There is a quick and temporary fix for this that can be found HERE

This problem can also cause other bulb failure warnings - and you may lose one of the tail lights on the boot light clusters and NOT get an error message. This is because (for no sensible reason) the rear side lights that are fitted to the boot light clusters are not connected to the Lamp Control Module - those lights can fail and you will get no warning of it.

All this strange behaviour is due to the failure of the wiring in the boot hinge. There are two looms, one at each boot hinge, and the wiring within this loom eventually fails from fatigue. To be pedantic, it is the insulation that initially fractures, and as the relevant wire bends it bends to an acute angle where the fracture is - and then falls apart.

I have just done this repair on my E31, and I feel I could have done it better, as usual I got stuck in stripping the loom outer cover - and then realised I could have just slit the cover for a neater job - but I'll explain what I will do different in future as we go through the repair.

First of all, let's have a look at what happens within the loom and causes the problem:

There we go, in the left-hand hinge the BROWN wire and the GREY/VIOLET wires have failed (I haven't cut these apart, they look like this once the cover is stripped back).

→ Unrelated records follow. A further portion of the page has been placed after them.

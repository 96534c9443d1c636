use actix_web::{web, App, HttpServer};
use talker_backend::config::db::{DbKind, DbProfile};
use talker_backend::config::server::ServerConfig;
use talker_backend::infra::state::build_state;
use talker_backend::middleware::cors::cors_middleware;
use talker_backend::middleware::request_trace::RequestTrace;
use talker_backend::middleware::structured_logger::StructuredLogger;
use talker_backend::routes;
use talker_backend::state::security_config::SecurityConfig;
use tracing::{error, info};

mod telemetry;

#[actix_web::main]
async fn main() -> std::io::Result<()> {
    telemetry::init_tracing();

    // Environment variables must be set by the runtime environment
    // (docker env_file, or `set -a; . ./.env; set +a` locally).
    let config = match ServerConfig::from_env() {
        Ok(config) => config,
        Err(e) => {
            error!(error = %e, "invalid server configuration");
            std::process::exit(1);
        }
    };

    let security_config =
        SecurityConfig::new(config.jwt_secret.as_bytes()).with_audience(&config.jwt_audience);

    let app_state = match build_state()
        .with_db(DbKind::Postgres(DbProfile::Prod))
        .with_security(security_config)
        .build()
        .await
    {
        Ok(state) => state,
        Err(e) => {
            error!(error = %e, "failed to build application state");
            std::process::exit(1);
        }
    };

    info!(host = %config.host, port = config.port, "starting Talker backend");

    let data = web::Data::new(app_state);
    let origins = config.cors_origins.clone();

    HttpServer::new(move || {
        App::new()
            .wrap(cors_middleware(&origins))
            .wrap(StructuredLogger)
            .wrap(RequestTrace)
            .app_data(data.clone())
            .configure(routes::configure)
    })
    .bind((config.host.as_str(), config.port))?
    .run()
    .await
}
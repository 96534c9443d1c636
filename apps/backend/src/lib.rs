#![deny(clippy::wildcard_imports)]
#![cfg_attr(test, allow(clippy::wildcard_imports))]

pub mod adapters;
pub mod auth;
pub mod config;
pub mod domain;
pub mod entities;
pub mod error;
pub mod errors;
pub mod extractors;
pub mod infra;
pub mod middleware;
pub mod repos;
pub mod routes;
pub mod services;
pub mod state;
pub mod trace_ctx;

#[cfg(test)]
pub mod test_bootstrap;

// Re-exports for public API
pub use auth::jwt::{mint_access_token, verify_access_token};
pub use config::db::{db_url, DbKind, DbOwner, DbProfile};
pub use error::AppError;
pub use extractors::{AuthToken, CurrentUser, MaybeUser};
pub use infra::db::connect_db;
pub use middleware::cors::cors_middleware;
pub use middleware::request_trace::RequestTrace;
pub use middleware::structured_logger::StructuredLogger;
pub use state::app_state::AppState;
pub use state::security_config::SecurityConfig;

// Auto-initialize logging for unit tests
#[cfg(test)]
#[ctor::ctor]
fn init_test_logging() {
    test_bootstrap::logging::init();
}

Also notice that near the top of the picture, the GREY/VIOLET wire insulation is fractured just above the break - any wires that have fractured insulation but have not broken will need to be repaired - they will break quite soon anyway.

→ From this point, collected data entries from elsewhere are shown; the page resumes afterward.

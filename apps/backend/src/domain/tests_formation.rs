use uuid::Uuid;

use crate::domain::formation::{
    CapacityLimit, Formation, FormationError, GameMode, Row, FRONT_CAPACITY,
};

fn ids(n: usize) -> Vec<Uuid> {
    (0..n).map(|_| Uuid::new_v4()).collect()
}

#[test]
fn add_appends_in_insertion_order() {
    let [a, b, c] = [Uuid::new_v4(), Uuid::new_v4(), Uuid::new_v4()];
    let mut formation = Formation::default();

    formation.add(a, Row::Front, GameMode::Arena).unwrap();
    formation.add(b, Row::Front, GameMode::Arena).unwrap();
    formation.add(c, Row::Back, GameMode::Arena).unwrap();

    assert_eq!(formation.front, vec![a, b]);
    assert_eq!(formation.back, vec![c]);
    assert_eq!(formation.occupied(), 3);
}

#[test]
fn duplicate_across_rows_is_rejected_and_back_stays_empty() {
    let x = Uuid::new_v4();
    let mut formation = Formation::default();
    formation.add(x, Row::Front, GameMode::Arena).unwrap();

    let err = formation.add(x, Row::Back, GameMode::Arena).unwrap_err();

    assert_eq!(err, FormationError::DuplicateUnit(x));
    assert!(formation.back.is_empty());
    assert_eq!(formation.front, vec![x]);
}

#[test]
fn guild_war_caps_total_at_three() {
    let units = ids(4);
    let mut formation = Formation::default();
    for id in &units[..3] {
        formation.add(*id, Row::Back, GameMode::GuildWar).unwrap();
    }

    let err = formation.add(units[3], Row::Front, GameMode::GuildWar).unwrap_err();

    assert_eq!(
        err,
        FormationError::CapacityExceeded(CapacityLimit::Total {
            mode: GameMode::GuildWar,
            cap: 3
        })
    );
    assert_eq!(formation.occupied(), 3);
}

#[test]
fn total_cap_is_checked_before_duplicates() {
    let units = ids(3);
    let mut formation = Formation::default();
    for id in &units {
        formation.add(*id, Row::Front, GameMode::GuildWar).unwrap();
    }

    // Already present AND over cap: the cap wins.
    let err = formation.add(units[0], Row::Back, GameMode::GuildWar).unwrap_err();
    assert!(matches!(
        err,
        FormationError::CapacityExceeded(CapacityLimit::Total { .. })
    ));
}

#[test]
fn sixth_front_unit_leaves_row_unchanged() {
    // Arena's total cap (5) equals the front row cap, so the total check is
    // the one that fires when the front row is already full.
    let units = ids(FRONT_CAPACITY + 1);
    let mut formation = Formation::default();
    for id in &units[..FRONT_CAPACITY] {
        formation.add(*id, Row::Front, GameMode::Arena).unwrap();
    }
    let before = formation.front.clone();

    let err = formation
        .add(units[FRONT_CAPACITY], Row::Front, GameMode::Arena)
        .unwrap_err();

    assert!(matches!(err, FormationError::CapacityExceeded(_)));
    assert_eq!(formation.front, before);
}

#[test]
fn whole_team_may_sit_in_one_row() {
    let units = ids(FRONT_CAPACITY);
    let mut formation = Formation::default();
    for id in &units {
        formation.add(*id, Row::Front, GameMode::Arena).unwrap();
    }
    assert_eq!(formation.front.len(), FRONT_CAPACITY);
    assert!(formation.back.is_empty());
}

#[test]
fn remove_compacts_and_ignores_missing() {
    let [a, b, c] = [Uuid::new_v4(), Uuid::new_v4(), Uuid::new_v4()];
    let mut formation = Formation {
        front: vec![a, b, c],
        back: Vec::new(),
    };

    assert!(formation.remove(b, Row::Front));
    assert_eq!(formation.front, vec![a, c]);

    assert!(!formation.remove(b, Row::Front));
    assert!(!formation.remove(a, Row::Back));
    assert_eq!(formation.front, vec![a, c]);
}

#[test]
fn remove_then_add_restores_occupancy() {
    let [a, b] = [Uuid::new_v4(), Uuid::new_v4()];
    let mut formation = Formation::default();
    formation.add(a, Row::Back, GameMode::Arena).unwrap();
    formation.add(b, Row::Back, GameMode::Arena).unwrap();
    let before = formation.row(Row::Back).len();

    formation.remove(a, Row::Back);
    formation.add(a, Row::Back, GameMode::Arena).unwrap();

    assert_eq!(formation.row(Row::Back).len(), before);
}

#[test]
fn persisted_shape_is_two_id_lists() {
    let [a, b, c] = [Uuid::new_v4(), Uuid::new_v4(), Uuid::new_v4()];
    let formation = Formation {
        front: vec![a, b],
        back: vec![c],
    };

    let json = serde_json::to_value(&formation).unwrap();

    assert_eq!(
        json,
        serde_json::json!({
            "front": [a.to_string(), b.to_string()],
            "back": [c.to_string()],
        })
    );
}

#[test]
fn rebuild_enforces_rules_on_stored_rows() {
    let a = Uuid::new_v4();
    let err = Formation::rebuild(&[a], &[a], GameMode::Arena).unwrap_err();
    assert_eq!(err, FormationError::DuplicateUnit(a));

    let units = ids(4);
    let err = Formation::rebuild(&units, &[], GameMode::GuildWar).unwrap_err();
    assert!(matches!(err, FormationError::CapacityExceeded(_)));
}

#[test]
fn lenient_rebuild_skips_offending_entries() {
    let units = ids(6);
    let (formation, rejected) =
        Formation::rebuild_lenient(&units, &[units[0], units[0]], GameMode::GuildWar);

    assert_eq!(formation.front, units[..3].to_vec());
    assert!(formation.back.is_empty());
    assert_eq!(rejected.len(), 5);
    assert!(matches!(
        rejected[0].1,
        FormationError::CapacityExceeded(CapacityLimit::Total { cap: 3, .. })
    ));

    let [a, b] = [Uuid::new_v4(), Uuid::new_v4()];
    let (formation, rejected) = Formation::rebuild_lenient(&[a], &[b, a], GameMode::Arena);
    assert_eq!(formation.front, vec![a]);
    assert_eq!(formation.back, vec![b]);
    assert_eq!(rejected, vec![(a, FormationError::DuplicateUnit(a))]);
}
//! Repository implementations: SeaORM over Postgres, and an in-memory store.

mod dynamic;

pub mod admins_sea;
pub mod discussion_sea;
pub mod equipment_sea;
pub mod games_sea;
pub mod memory;
pub mod teams_sea;
pub mod units_sea;

pub use admins_sea::AdminRepoSea;
pub use discussion_sea::{CommentRepoSea, PostRepoSea};
pub use equipment_sea::EquipmentRepoSea;
pub use games_sea::GameRepoSea;
pub use memory::MemoryStore;
pub use teams_sea::TeamRepoSea;
pub use units_sea::UnitRepoSea;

The BROWN wire usually breaks first - this is because it has a greater diameter and resists bending more (until the insulation fractures). The BROWN wire is the ground or chassis connection - there is a BROWN wire at both hinges, both connect to the chassis near the boot fuse box via ground connection X494.

The boring explanation:

When the wiring is fully intact, the current that returns from the LEFT reversing light goes via the BROWN wire in the LEFT loom to chassis. When the LEFT BROWN wire fails, the current returns to chassis via the LEFT reversing light, through the BLUE/YELLOW wire in the LEFT hinge loom to the junction (X428), back through the BLUE/YELLOW wire in the RIGHT hinge loom, through the RIGHT reversing light and to chassis via the BROWN wire in the RIGHT hinge loom.

The reversing lights do not noticeably illuminate as they are 21W bulbs (they do glow a bit though). This is why, when you put the car into reverse you get the LICENSE PLATE FAIL OBC message, due to junction X428 going to 12V to illuminate the reversing lights and losing the license plate pseudo chassis connection - it makes sense, honestly!

End of boring explanation

Right, enough blurb, let's get on with it - but don't slavishly follow the pictures as I would do this differently now, especially as I know where the break is going to be!

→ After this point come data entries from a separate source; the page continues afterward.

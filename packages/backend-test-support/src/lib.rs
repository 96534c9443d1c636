//! Backend test support utilities
//!
//! Shared by the backend's integration tests: problem-details assertions,
//! unique test data, and unified logging initialization.

pub mod problem_details;
pub mod test_logging;
pub mod unique_helpers;
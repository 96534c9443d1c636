use std::sync::Arc;

use tracing::info;

use crate::adapters::MemoryStore;
use crate::config::db::DbKind;
use crate::error::AppError;
use crate::infra::db::bootstrap_db;
use crate::state::app_state::{AppState, Repos};
use crate::state::security_config::SecurityConfig;

/// Builder for creating AppState instances (used in both tests and main)
pub struct StateBuilder {
    security_config: SecurityConfig,
    db_kind: DbKind,
    store: Option<Arc<MemoryStore>>,
    repos: Option<Repos>,
}

impl StateBuilder {
    pub fn new() -> Self {
        Self {
            security_config: SecurityConfig::default(),
            db_kind: DbKind::Memory,
            store: None,
            repos: None,
        }
    }

    pub fn with_db(mut self, kind: DbKind) -> Self {
        self.db_kind = kind;
        self
    }

    /// Use a pre-seeded store instead of an empty one. Implies `DbKind::Memory`.
    pub fn with_memory_store(mut self, store: Arc<MemoryStore>) -> Self {
        self.db_kind = DbKind::Memory;
        self.store = Some(store);
        self
    }

    /// Inject repositories directly, e.g. a failing team repo in tests.
    /// Takes precedence over the database choice.
    pub fn with_repos(mut self, repos: Repos) -> Self {
        self.repos = Some(repos);
        self
    }

    pub fn with_security(mut self, security_config: SecurityConfig) -> Self {
        self.security_config = security_config;
        self
    }

    pub async fn build(self) -> Result<AppState, AppError> {
        if let Some(repos) = self.repos {
            return Ok(AppState::new(None, repos, self.security_config));
        }

        match self.db_kind {
            DbKind::Postgres(profile) => {
                // single entrypoint: build + migrate
                let conn = bootstrap_db(profile).await?;
                let repos = Repos::postgres(conn.clone());
                Ok(AppState::new(Some(conn), repos, self.security_config))
            }
            DbKind::Memory => {
                info!("using in-memory store");
                let store = self.store.unwrap_or_default();
                Ok(AppState::in_memory(store, self.security_config))
            }
        }
    }
}

impl Default for StateBuilder {
    fn default() -> Self {
        Self::new()
    }
}

pub fn build_state() -> StateBuilder {
    StateBuilder::new()
}
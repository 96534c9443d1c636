use actix_web::{web, HttpResponse};
use migration::get_latest_migration_version;
use sea_orm::ConnectionTrait;
use serde::Serialize;
use time::OffsetDateTime;

use crate::error::AppError;
use crate::state::app_state::AppState;

#[derive(Debug, Serialize)]
struct HealthResponse {
    status: String,
    app_version: String,
    db: String,
    #[serde(skip_serializing_if = "Option::is_none")]
    db_error: Option<String>,
    migrations: String,
    time: String,
}

async fn health(app_state: web::Data<AppState>) -> Result<HttpResponse, AppError> {
    let app_version = env!("CARGO_PKG_VERSION").to_string();

    let time = OffsetDateTime::now_utc()
        .format(&time::format_description::well_known::Rfc3339)
        .unwrap_or_else(|_| "unknown".to_string());

    // Check database connectivity and get migration status
    let (db_status, db_error, migrations) = match app_state.db() {
        Some(db) => {
            match db
                .query_one(sea_orm::Statement::from_string(
                    db.get_database_backend(),
                    "SELECT 1 as health_check".to_string(),
                ))
                .await
            {
                Ok(_) => {
                    let migration_version = match get_latest_migration_version(db).await {
                        Ok(Some(version)) => version,
                        Ok(None) => "no_migrations".to_string(),
                        Err(_) => "unknown".to_string(),
                    };
                    ("ok".to_string(), None, migration_version)
                }
                Err(e) => (
                    "error".to_string(),
                    Some(format!("DB query failed: {e}")),
                    "unknown".to_string(),
                ),
            }
        }
        None => ("memory".to_string(), None, "n/a".to_string()),
    };

    let response = HealthResponse {
        status: "ok".to_string(),
        app_version,
        db: db_status,
        db_error,
        migrations,
        time,
    };

    Ok(HttpResponse::Ok().json(response))
}

pub fn configure_routes(cfg: &mut web::ServiceConfig) {
    cfg.service(web::resource("").route(web::get().to(health)));
}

We'll start with the RIGHT hinge loom - and more importantly, the most likely place the the wires will fail. Have a look at the picture below, there are two loom clamps, one on the boot itself where the loom exits, and one on the hinge (Note: this is after repair, the loom cover was originally smooth:

It is between these two clamps where the wiring is most likely to break. So, to start with, pop the loom from the two clamps and then use a super-sharp scalpel to slit the cover, do not tear it back like I did later!

Well, this is what I found in the right loom - a previous repair using Lucar bullet connectors:

The wires damaged are a GREY/YELLOW (inner right sidelight) and YELLOW/BLACK (rear right foglight - not fitted on US models and not checked by the Lamp Control Module).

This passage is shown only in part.